### Task to carry out
Filter the entries, keeping every line with the string "Duration".

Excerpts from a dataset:
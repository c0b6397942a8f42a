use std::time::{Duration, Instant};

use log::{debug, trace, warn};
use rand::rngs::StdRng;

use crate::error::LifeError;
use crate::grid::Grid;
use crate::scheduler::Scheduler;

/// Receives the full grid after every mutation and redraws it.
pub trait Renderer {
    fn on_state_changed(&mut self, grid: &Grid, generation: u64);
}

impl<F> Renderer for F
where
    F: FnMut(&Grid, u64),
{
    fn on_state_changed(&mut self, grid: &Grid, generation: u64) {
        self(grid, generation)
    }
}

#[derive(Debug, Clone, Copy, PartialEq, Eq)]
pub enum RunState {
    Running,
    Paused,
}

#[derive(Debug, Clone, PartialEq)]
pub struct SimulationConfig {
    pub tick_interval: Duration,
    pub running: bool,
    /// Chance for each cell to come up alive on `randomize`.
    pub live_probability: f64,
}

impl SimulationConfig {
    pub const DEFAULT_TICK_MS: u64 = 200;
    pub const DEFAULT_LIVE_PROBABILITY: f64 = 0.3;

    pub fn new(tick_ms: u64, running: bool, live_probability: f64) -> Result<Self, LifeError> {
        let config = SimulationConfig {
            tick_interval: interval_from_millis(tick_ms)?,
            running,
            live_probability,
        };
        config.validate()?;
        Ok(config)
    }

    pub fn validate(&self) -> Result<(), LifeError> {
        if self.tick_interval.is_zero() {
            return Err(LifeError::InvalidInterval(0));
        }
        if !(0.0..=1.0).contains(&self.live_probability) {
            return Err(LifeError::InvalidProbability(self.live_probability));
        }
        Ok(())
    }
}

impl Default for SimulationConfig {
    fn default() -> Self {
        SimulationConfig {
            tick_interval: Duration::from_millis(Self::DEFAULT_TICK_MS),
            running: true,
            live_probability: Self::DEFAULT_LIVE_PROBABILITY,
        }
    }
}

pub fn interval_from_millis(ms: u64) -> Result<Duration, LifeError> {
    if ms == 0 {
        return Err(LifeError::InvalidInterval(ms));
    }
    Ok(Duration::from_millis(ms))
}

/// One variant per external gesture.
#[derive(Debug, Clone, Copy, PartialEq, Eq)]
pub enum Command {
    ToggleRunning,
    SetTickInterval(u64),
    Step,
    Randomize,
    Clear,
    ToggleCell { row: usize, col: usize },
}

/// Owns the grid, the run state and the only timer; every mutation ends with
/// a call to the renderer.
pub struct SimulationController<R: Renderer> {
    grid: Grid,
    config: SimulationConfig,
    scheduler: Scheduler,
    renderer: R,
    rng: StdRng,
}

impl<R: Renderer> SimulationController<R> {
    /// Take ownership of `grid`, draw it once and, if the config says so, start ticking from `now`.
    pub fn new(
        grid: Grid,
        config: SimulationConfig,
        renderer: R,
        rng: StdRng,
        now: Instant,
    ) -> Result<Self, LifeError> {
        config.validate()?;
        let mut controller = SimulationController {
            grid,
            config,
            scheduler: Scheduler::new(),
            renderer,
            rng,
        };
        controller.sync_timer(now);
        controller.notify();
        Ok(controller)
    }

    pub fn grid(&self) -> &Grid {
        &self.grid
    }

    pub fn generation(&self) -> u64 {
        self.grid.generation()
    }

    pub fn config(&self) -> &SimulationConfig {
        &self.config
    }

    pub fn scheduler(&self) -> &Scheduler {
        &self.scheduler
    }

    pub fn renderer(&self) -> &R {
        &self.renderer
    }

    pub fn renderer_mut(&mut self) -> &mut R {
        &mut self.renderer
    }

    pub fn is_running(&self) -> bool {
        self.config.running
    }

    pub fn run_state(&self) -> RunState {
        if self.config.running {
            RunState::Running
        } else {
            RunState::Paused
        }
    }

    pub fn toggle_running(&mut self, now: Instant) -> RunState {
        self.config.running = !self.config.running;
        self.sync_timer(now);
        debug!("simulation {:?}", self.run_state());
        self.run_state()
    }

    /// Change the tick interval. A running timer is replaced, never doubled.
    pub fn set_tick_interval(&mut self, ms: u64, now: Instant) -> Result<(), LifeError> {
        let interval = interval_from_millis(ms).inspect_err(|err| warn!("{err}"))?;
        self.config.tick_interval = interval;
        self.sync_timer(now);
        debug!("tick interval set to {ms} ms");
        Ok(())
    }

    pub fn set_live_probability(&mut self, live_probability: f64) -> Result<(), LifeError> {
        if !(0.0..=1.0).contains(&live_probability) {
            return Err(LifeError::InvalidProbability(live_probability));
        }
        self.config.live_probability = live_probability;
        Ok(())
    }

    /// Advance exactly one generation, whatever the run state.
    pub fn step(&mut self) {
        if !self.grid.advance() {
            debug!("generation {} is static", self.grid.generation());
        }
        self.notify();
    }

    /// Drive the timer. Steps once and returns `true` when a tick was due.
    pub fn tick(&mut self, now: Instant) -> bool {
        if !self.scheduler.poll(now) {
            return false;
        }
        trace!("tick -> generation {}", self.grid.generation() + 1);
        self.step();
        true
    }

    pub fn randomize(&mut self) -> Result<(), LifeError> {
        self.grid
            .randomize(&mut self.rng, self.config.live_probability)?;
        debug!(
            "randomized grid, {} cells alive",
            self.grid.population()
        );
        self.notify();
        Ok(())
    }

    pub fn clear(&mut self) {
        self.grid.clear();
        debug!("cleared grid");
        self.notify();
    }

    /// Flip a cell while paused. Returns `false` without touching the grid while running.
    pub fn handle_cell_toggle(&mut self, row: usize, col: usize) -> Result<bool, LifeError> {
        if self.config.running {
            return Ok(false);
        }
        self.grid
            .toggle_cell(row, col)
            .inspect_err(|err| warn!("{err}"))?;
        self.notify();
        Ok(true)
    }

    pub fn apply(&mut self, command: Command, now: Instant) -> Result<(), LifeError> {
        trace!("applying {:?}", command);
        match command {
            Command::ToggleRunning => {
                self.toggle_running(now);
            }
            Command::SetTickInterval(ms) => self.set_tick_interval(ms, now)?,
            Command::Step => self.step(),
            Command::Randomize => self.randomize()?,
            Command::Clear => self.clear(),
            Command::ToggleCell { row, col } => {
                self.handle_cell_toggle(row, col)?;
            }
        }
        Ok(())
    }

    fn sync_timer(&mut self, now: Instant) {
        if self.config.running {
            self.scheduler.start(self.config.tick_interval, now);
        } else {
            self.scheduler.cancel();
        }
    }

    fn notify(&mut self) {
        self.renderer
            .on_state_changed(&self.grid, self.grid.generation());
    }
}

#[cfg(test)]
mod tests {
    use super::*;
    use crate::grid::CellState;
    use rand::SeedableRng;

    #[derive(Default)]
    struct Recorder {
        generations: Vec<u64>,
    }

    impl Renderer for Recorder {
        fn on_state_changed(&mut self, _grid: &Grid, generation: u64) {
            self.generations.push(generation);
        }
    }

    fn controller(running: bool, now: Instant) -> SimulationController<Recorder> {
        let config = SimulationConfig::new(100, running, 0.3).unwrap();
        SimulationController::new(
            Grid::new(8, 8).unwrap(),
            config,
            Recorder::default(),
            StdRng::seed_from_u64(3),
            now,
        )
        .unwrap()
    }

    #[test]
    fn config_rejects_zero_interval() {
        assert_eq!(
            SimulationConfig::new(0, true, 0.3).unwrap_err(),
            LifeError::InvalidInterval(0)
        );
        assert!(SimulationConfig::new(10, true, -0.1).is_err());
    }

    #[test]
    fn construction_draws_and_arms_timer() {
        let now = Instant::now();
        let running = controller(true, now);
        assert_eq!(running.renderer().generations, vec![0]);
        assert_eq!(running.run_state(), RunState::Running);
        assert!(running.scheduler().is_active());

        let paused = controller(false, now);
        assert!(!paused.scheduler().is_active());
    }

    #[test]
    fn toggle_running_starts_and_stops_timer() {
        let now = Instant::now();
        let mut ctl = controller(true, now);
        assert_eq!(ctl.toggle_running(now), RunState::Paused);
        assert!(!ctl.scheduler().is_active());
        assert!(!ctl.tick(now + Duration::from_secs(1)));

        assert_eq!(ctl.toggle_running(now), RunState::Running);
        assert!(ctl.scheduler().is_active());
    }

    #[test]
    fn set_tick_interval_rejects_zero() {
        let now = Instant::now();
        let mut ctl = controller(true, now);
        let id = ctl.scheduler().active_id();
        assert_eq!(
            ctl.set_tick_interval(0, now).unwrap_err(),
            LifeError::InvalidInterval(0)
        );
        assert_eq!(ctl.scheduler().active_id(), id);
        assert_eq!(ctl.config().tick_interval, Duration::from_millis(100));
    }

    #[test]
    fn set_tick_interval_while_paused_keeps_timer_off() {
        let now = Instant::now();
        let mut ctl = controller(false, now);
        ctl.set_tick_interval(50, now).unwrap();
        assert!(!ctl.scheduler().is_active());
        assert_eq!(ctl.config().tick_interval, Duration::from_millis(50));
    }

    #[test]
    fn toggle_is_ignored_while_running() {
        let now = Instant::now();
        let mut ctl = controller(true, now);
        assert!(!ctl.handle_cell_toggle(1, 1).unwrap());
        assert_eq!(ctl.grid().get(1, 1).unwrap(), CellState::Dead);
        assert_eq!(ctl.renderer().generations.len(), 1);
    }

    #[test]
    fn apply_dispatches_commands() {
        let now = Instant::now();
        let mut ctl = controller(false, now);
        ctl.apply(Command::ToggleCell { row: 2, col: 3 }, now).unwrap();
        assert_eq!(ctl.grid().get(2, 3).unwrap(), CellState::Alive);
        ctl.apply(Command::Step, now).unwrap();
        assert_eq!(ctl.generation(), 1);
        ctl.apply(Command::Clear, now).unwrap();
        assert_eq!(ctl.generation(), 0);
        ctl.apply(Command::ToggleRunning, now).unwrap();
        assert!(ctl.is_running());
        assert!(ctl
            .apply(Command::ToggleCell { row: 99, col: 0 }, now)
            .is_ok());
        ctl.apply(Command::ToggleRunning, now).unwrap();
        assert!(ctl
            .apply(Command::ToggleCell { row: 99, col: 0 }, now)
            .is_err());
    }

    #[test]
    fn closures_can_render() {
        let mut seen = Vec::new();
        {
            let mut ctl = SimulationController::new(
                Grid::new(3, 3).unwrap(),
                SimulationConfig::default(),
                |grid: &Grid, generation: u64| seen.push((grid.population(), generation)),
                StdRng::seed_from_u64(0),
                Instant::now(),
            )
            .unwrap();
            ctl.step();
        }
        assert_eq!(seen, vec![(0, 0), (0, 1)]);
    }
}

### Your response
use std::time::{Duration, Instant};
    pub tick_interval: Duration,
            tick_interval: Duration::from_millis(Self::DEFAULT_TICK_MS),
pub fn interval_from_millis(ms: u64) -> Result<Duration, LifeError> {
    Ok(Duration::from_millis(ms))
        assert!(!ctl.tick(now + Duration::from_secs(1)));
        assert_eq!(ctl.config().tick_interval, Duration::from_millis(100));
        assert_eq!(ctl.config().tick_interval, Duration::from_millis(50));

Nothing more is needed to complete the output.